The popularity of Uniqlo and other fast-fashion brands is rising in China despite official data pointing to a broad industry slowdown. Growth in retail sales by large apparel companies grew 6 per cent in the same period, the slowest pace of growth in a decade (see chart).
Importantly, the popularity of fast-fashion brands has now spread beyond China's richest urban centres (see chart). Uniqlo is well-established in China's first-tier cities - 24.9 per cent of these respondents selected the brand - with much of its improvement in our latest survey coming from second- and third-tier city respondents. Brand popularity rose 3.7 percentage points in second-tier cities compared with our last survey at the end of 2015, and 2.4 percentage points in third-tier cities.

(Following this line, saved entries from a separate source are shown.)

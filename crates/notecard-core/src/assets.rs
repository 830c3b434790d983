//! Process-wide immutable assets, parsed once and shared by every render.

use ab_glyph::FontArc;
use image::RgbaImage;

use crate::error::RenderError;

/// Parsed font and logo.
///
/// Build one at startup and hand out `Arc<Assets>`; nothing here is ever mutated.
pub struct Assets {
    font: FontArc,
    logo: RgbaImage,
}

impl Assets {
    /// Parses the assets embedded in `notecard-assets`.
    ///
    /// # Errors
    /// Returns an error if the embedded font or logo cannot be parsed.
    pub fn embedded() -> Result<Self, RenderError> {
        Self::from_bytes(notecard_assets::FONT_TTF, notecard_assets::LOGO_PNG)
    }

    /// Parses assets from raw bytes.
    ///
    /// # Errors
    /// Returns an error if the font or logo cannot be parsed.
    pub fn from_bytes(font: &'static [u8], logo: &[u8]) -> Result<Self, RenderError> {
        let font =
            FontArc::try_from_slice(font).map_err(|e| RenderError::Asset(format!("font: {e}")))?;
        let logo = image::load_from_memory(logo)
            .map_err(|e| RenderError::Asset(format!("logo: {e}")))?
            .to_rgba8();
        Ok(Self { font, logo })
    }

    pub fn font(&self) -> &FontArc {
        &self.font
    }

    pub fn logo(&self) -> &RgbaImage {
        &self.logo
    }
}

impl std::fmt::Debug for Assets {
    fn fmt(&self, f: &mut std::fmt::Formatter<'_>) -> std::fmt::Result {
        f.debug_struct("Assets")
            .field("logo", &self.logo.dimensions())
            .finish_non_exhaustive()
    }
}
//! Error types for rendering and remote fetches.

use thiserror::Error;

/// A render entry point failed.
///
/// Fetch failures never surface here: media and avatars recover locally.
#[derive(Debug, Error)]
pub enum RenderError {
    /// A drawing fault was caught by the fault barrier around a render call.
    #[error("panic while drawing {what}")]
    Panicked { what: &'static str },

    /// The caller went away before the pipeline finished.
    #[error("render cancelled")]
    Cancelled,

    /// Embedded assets could not be parsed.
    #[error("invalid embedded asset: {0}")]
    Asset(String),

    /// Encoding the finished bitmap failed.
    #[error("encode: {0}")]
    Encode(String),
}

/// Why a remote image could not be used.
#[derive(Debug, Error)]
pub enum FetchError {
    #[error("unsupported address: {0}")]
    Address(String),

    #[error("request failed: {0}")]
    Request(#[from] reqwest::Error),

    #[error("timed out after {0:?}")]
    Timeout(std::time::Duration),

    #[error("unexpected status {0}")]
    Status(u16),

    #[error("body exceeds {limit} bytes")]
    TooLarge { limit: u64 },

    #[error("payload is not an image ({0})")]
    NotAnImage(String),

    #[error("decode: {0}")]
    Decode(String),
}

H&M and Zara, meanwhile, secured second and third place in first-tier cities, with their overall popularity rising 2.7 and 1.5 percentage points respectively since our last survey. H&M's brand popularity rose most sharply in second-tier cities, up 4 percentage points, while Zara's rose 3.5 percentage points in this city tier.

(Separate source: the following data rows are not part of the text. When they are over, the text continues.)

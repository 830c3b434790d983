//! Final note card compositing: background, overflow fade and the bottom bar.

use chrono::{DateTime, Utc};
use image::{Rgba, RgbaImage};

use crate::assets::Assets;
use crate::content::{AuthorBadge, TextLine};
use crate::error::RenderError;
use crate::images::{crop_to_square, encode_png, resize_image, round_image};
use crate::layout::{FlowMetrics, TextLayer, layout_lines};
use crate::paint::{fade_in_band, fade_out_columns, fill_rect, overlay};
use crate::renderer::run_blocking;
use crate::style::{PreviewStyle, StyleProfile};
use crate::text::{LineSlot, Palette, draw_line, shape, wrap_line};

pub const BACKGROUND: Rgba<u8> = Rgba([23, 23, 23, 255]);
pub const BAR_BACKGROUND: Rgba<u8> = Rgba([10, 10, 10, 255]);
const DATE_COLOR: Rgba<u8> = Rgba([160, 160, 160, 255]);

const OVERFLOW_FADE_HEIGHT: u32 = 140;
const NAME_FADE_LENGTH: u32 = 60;
const AVATAR_INSET: u32 = 10;
const STAMP_BAR_FRACTION: f64 = 0.45;
const DATE_COLUMN_WIDTH: u32 = 240;
const DATE_COLUMN_GAP: u32 = 250;
const DATE_LINE_SPACING: f32 = 1.5;
const DATE_FORMAT: &str = "%b %d, %Y";

/// A finished preview bitmap.
#[derive(Debug)]
pub struct RenderResult {
    pub image: RgbaImage,
    /// Set when the text flow was cut short.
    pub overflowed: bool,
}

impl RenderResult {
    /// # Errors
    /// Returns [`RenderError::Encode`] if PNG encoding fails.
    pub fn encode_png(&self) -> Result<Vec<u8>, RenderError> {
        encode_png(&self.image).map_err(RenderError::Encode)
    }

    /// Encodes on the blocking pool, consuming the bitmap.
    ///
    /// # Errors
    /// Returns [`RenderError::Encode`] if encoding fails, or a fault if it panics.
    pub async fn into_png(self) -> Result<Vec<u8>, RenderError> {
        run_blocking("png encoding", move || self.encode_png()).await
    }
}

pub fn format_timestamp(timestamp: &DateTime<Utc>) -> String {
    timestamp.format(DATE_FORMAT).to_string()
}

/// Assembles the text layer and author bar into the final card.
///
/// # Errors
/// Returns [`RenderError::Asset`] if the brand stamp cannot be scaled.
pub fn compose_note(
    profile: &StyleProfile,
    assets: &Assets,
    layer: &TextLayer,
    author: &AuthorBadge,
    avatar: Option<&RgbaImage>,
) -> Result<RenderResult, RenderError> {
    let mut canvas = RgbaImage::from_pixel(profile.width, profile.height, BACKGROUND);
    overlay(
        &mut canvas,
        &layer.image,
        i64::from(profile.padding_left),
        i64::from(StyleProfile::TOP_MARGIN),
    );

    let bar_top = profile.bar_top();
    fill_rect(
        &mut canvas,
        0,
        bar_top as i32,
        profile.width,
        profile.bar_height,
        BAR_BACKGROUND,
    );
    if layer.overflowed {
        let band = OVERFLOW_FADE_HEIGHT.min(bar_top);
        fade_in_band(&mut canvas, i64::from(bar_top - band), band, BACKGROUND);
    }

    if let Some(avatar) = avatar {
        draw_avatar(&mut canvas, profile, avatar);
    }
    draw_author_name(&mut canvas, profile, assets, &author.display_name);
    let stamp_width = draw_stamp(&mut canvas, profile, assets.logo())?;
    let date = format_timestamp(&author.timestamp);
    draw_date(&mut canvas, profile, assets, stamp_width, &date);

    Ok(RenderResult {
        image: canvas,
        overflowed: layer.overflowed,
    })
}

fn draw_avatar(canvas: &mut RgbaImage, profile: &StyleProfile, avatar: &RgbaImage) {
    let side = profile.bar_height.saturating_sub(2 * AVATAR_INSET);
    if side == 0 {
        return;
    }
    let Ok(scaled) = resize_image(&crop_to_square(avatar), side, side) else {
        return;
    };
    overlay(
        canvas,
        &round_image(&scaled),
        i64::from(profile.padding_left),
        i64::from(profile.bar_top() + AVATAR_INSET),
    );
}

fn author_x(profile: &StyleProfile) -> u32 {
    let shift = if profile.style == PreviewStyle::Facebook { 25 } else { 65 };
    profile.padding_left + shift
}

/// Draws the name on one line, then masks whatever runs past half the bar.
fn draw_author_name(
    canvas: &mut RgbaImage,
    profile: &StyleProfile,
    assets: &Assets,
    name: &str,
) {
    let x = author_x(profile);
    let one_line = profile.font_size * 12 / 10;
    let metrics = FlowMetrics::new(profile.font_size, profile.width, one_line);
    let lines = [TextLine::plain(name)];
    let layer = layout_lines(&lines, metrics, assets.font(), &Palette::NOTE);

    let bar_top = profile.bar_top();
    let top = bar_top + profile.bar_height.saturating_sub(metrics.line_height) / 2;
    overlay(canvas, &layer.image, i64::from(x), i64::from(top));

    let padding = i64::from(profile.padding_left);
    let max_width = i64::from(profile.width / 2) - 2 * padding;
    let mask_x = padding + i64::from(x) + max_width;
    let width = i64::from(profile.width);
    if mask_x < width {
        fill_rect(
            canvas,
            mask_x.max(0) as i32,
            bar_top as i32,
            (width - mask_x.max(0)) as u32,
            profile.bar_height,
            BAR_BACKGROUND,
        );
    }
    fade_out_columns(
        canvas,
        mask_x,
        i64::from(bar_top),
        NAME_FADE_LENGTH,
        profile.bar_height,
        BAR_BACKGROUND,
    );
}

/// Draws the brand logo at the right edge of the bar; returns its width.
fn draw_stamp(
    canvas: &mut RgbaImage,
    profile: &StyleProfile,
    logo: &RgbaImage,
) -> Result<u32, RenderError> {
    let stamp_height = f64::from(profile.bar_height) * STAMP_BAR_FRACTION;
    let ratio = f64::from(logo.width()) / f64::from(logo.height().max(1));
    let (w, h) = ((stamp_height * ratio) as u32, stamp_height as u32);

    let stamp =
        resize_image(logo, w, h).map_err(|e| RenderError::Asset(format!("logo: {e}")))?;
    let x =
        i64::from(profile.width) - i64::from(stamp.width()) - i64::from(profile.padding_left);
    let y = profile.bar_top() + (profile.bar_height - stamp.height()) / 2;
    overlay(canvas, &stamp, x, i64::from(y));
    Ok(stamp.width())
}

/// Right-aligned date column left of the stamp.
fn draw_date(
    canvas: &mut RgbaImage,
    profile: &StyleProfile,
    assets: &Assets,
    stamp_width: u32,
    text: &str,
) {
    let font_size = (6.0 * profile.bar_scale * 260.0 / 72.0) as f32;
    let column_x = i64::from(profile.width)
        - i64::from(profile.padding_left)
        - i64::from(stamp_width)
        - i64::from(DATE_COLUMN_GAP);
    let stamp_height = (f64::from(profile.bar_height) * STAMP_BAR_FRACTION) as u32;
    let top = profile.bar_top() + (profile.bar_height - stamp_height) / 2 + 3;

    let palette = Palette {
        normal: DATE_COLOR,
        ..Palette::NOTE
    };
    let line = TextLine::plain(text);
    let run = shape(assets.font(), line.runes(), font_size);
    let line_advance = font_size * DATE_LINE_SPACING;

    let rows = wrap_line(&run, &line, DATE_COLUMN_WIDTH as f32);
    for (row, range) in rows.into_iter().enumerate() {
        let visible = line.runes()[range.clone()]
            .iter()
            .rposition(|c| !c.is_whitespace())
            .map_or(range.start, |last| range.start + last + 1);
        let width = run.width_of(range.start..visible);
        let slot = LineSlot {
            x: column_x + (DATE_COLUMN_WIDTH as f32 - width).round() as i64,
            top: i64::from(top) + (row as f32 * line_advance) as i64,
            height: line_advance as u32,
        };
        draw_line(canvas, assets.font(), &run, &line, range, slot, &palette);
    }
}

Aggressive expansion, but slowdown raises risk
Uniqlo's parent company, Fast Retailing, operated 472 stores in China at the end of August, up from 387 a year prior (see chart) and intends to open 100 stores a year in China, including those of youth-oriented brand GU, until it hits 1,000 stores. It eventually hopes to raise its store count to 3,000. China contributes half of its global revenues.
Sweden's H&M added 47 new stores within the first nine months of this year, bringing its total store count to 400. Inditex's Zara brand was the most conservative of the three, with its store count rising by just nine in that period, bringing its total to 188.
Despite their growing popularity, these brands have not been immune to China's broader economic slowdown. Uniqlo's greater China sales rose 9.3 per cent year-on-year to 332.8bn yen ($2.9bn) in fiscal year 2016, a sharp decline from 46.3 per cent the previous year, while operating profits slipped 5.5 percent year-on-year to 36.5bn yen. H&M's China sales growth also slid, falling from 16 per cent last year to 5 per cent year-on-year in the first nine months of 2016.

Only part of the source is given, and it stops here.